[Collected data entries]
####################

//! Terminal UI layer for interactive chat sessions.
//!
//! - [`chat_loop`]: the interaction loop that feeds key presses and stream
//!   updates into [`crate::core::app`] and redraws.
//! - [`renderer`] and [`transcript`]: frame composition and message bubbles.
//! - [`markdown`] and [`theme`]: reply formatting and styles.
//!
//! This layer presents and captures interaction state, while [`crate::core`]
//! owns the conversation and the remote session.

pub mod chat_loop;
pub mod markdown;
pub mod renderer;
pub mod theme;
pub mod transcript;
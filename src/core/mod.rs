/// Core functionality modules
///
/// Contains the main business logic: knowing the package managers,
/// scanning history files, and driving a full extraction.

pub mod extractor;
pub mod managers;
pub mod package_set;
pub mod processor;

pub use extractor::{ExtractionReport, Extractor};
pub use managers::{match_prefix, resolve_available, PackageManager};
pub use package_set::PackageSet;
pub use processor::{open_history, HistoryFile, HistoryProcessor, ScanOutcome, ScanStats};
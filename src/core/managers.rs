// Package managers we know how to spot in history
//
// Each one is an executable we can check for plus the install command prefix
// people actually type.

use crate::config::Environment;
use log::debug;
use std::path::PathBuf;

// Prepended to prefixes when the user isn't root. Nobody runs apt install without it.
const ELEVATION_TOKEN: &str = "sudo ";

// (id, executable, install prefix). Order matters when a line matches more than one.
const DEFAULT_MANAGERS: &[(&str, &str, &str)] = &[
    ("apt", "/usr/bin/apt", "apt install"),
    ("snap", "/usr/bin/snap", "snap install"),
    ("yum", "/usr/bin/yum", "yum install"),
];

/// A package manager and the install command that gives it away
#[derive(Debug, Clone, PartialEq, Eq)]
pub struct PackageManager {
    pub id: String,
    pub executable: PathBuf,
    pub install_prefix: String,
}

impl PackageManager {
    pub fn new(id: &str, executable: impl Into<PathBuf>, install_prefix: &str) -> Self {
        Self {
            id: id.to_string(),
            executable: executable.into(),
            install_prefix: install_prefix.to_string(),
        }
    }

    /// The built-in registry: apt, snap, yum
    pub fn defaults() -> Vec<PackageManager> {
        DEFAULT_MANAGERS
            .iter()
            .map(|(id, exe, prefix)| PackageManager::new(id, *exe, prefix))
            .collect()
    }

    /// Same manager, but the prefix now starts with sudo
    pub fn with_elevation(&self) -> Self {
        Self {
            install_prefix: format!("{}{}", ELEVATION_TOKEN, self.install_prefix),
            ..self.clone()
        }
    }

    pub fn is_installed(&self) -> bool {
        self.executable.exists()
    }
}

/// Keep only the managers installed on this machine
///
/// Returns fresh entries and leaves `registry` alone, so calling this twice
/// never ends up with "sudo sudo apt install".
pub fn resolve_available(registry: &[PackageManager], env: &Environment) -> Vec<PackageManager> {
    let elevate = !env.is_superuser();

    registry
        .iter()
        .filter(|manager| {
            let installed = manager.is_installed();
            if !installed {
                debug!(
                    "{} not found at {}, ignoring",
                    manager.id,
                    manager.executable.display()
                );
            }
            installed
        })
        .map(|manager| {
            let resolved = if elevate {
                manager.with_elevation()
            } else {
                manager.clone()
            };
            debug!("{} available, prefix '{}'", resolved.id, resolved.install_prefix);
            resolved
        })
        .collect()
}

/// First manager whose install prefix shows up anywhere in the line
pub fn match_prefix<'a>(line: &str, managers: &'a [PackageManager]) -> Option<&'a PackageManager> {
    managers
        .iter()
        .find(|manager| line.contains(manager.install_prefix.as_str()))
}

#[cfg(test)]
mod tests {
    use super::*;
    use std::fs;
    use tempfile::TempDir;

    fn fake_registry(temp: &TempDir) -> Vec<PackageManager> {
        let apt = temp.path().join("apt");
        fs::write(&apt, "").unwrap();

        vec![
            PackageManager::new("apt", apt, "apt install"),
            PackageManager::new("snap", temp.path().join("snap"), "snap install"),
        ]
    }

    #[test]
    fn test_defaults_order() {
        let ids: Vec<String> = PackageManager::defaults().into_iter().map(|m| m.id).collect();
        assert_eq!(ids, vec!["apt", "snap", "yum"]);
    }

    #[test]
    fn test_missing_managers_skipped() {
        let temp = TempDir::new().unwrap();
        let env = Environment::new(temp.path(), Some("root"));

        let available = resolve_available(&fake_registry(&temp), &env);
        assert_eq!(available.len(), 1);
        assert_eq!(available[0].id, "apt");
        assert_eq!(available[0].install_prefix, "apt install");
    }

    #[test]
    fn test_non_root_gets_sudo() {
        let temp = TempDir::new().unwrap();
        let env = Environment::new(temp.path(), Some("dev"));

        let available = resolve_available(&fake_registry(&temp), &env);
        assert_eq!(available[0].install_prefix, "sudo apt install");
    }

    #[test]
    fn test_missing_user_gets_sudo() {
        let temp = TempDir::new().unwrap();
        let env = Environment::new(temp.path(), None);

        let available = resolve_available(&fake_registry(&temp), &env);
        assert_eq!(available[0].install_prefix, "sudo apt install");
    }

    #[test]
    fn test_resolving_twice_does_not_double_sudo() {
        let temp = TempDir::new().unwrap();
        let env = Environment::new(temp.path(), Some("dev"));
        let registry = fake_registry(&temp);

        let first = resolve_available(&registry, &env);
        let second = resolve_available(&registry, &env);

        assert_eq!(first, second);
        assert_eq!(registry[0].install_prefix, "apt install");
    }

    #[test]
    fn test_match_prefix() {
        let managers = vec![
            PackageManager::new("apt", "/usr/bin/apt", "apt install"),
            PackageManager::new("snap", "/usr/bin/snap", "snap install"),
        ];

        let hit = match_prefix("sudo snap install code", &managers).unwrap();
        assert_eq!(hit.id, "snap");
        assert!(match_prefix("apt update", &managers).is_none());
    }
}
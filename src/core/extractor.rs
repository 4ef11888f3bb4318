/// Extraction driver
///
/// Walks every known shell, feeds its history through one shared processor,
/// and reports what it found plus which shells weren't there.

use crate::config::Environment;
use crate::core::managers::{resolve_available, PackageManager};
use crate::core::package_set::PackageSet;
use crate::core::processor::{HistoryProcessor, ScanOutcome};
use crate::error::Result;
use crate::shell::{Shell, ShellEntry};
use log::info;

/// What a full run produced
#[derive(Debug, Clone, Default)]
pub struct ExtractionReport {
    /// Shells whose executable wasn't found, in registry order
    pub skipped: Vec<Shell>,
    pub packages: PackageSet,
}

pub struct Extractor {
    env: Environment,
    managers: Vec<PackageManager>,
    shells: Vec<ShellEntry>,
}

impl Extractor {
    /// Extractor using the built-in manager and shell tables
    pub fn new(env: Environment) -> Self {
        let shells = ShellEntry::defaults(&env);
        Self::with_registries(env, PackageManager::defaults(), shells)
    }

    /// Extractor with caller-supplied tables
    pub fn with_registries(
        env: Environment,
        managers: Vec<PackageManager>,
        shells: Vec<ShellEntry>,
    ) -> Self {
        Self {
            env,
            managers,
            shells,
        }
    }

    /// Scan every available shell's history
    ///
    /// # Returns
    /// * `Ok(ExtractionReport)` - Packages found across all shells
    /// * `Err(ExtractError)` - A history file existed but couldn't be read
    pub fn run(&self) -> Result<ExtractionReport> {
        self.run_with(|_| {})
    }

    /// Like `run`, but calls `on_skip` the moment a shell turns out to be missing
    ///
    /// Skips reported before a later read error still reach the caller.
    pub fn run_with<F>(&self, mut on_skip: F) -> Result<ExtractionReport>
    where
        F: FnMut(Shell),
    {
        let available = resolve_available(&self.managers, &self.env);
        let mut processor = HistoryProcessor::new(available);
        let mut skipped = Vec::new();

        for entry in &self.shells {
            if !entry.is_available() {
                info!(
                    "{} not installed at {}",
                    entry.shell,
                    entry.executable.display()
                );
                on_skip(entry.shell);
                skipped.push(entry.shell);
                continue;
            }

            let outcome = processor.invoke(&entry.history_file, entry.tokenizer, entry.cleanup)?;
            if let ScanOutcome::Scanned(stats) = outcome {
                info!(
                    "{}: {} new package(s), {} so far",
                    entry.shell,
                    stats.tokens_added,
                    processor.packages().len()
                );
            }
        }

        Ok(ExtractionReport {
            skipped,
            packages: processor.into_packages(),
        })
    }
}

####################

== What this task involves ==
Starting at the line above that contains "the remote session.", repeat each line exactly up to and including the line that contains "const ELEVATION_TOKEN: &str", and stop there.

== Your response ==
//! owns the conversation and the remote session.

pub mod chat_loop;
pub mod markdown;
pub mod renderer;
pub mod theme;
pub mod transcript;
filename src/core/mod.rs
/// Core functionality modules
///
/// Contains the main business logic: knowing the package managers,
/// scanning history files, and driving a full extraction.

pub mod extractor;
pub mod managers;
pub mod package_set;
pub mod processor;

pub use extractor::{ExtractionReport, Extractor};
pub use managers::{match_prefix, resolve_available, PackageManager};
pub use package_set::PackageSet;
pub use processor::{open_history, HistoryFile, HistoryProcessor, ScanOutcome, ScanStats};
filename src/core/managers.rs
// Package managers we know how to spot in history
//
// Each one is an executable we can check for plus the install command prefix
// people actually type.

use crate::config::Environment;
use log::debug;
use std::path::PathBuf;

// Prepended to prefixes when the user isn't root. Nobody runs apt install without it.
const ELEVATION_TOKEN: &str = "sudo ";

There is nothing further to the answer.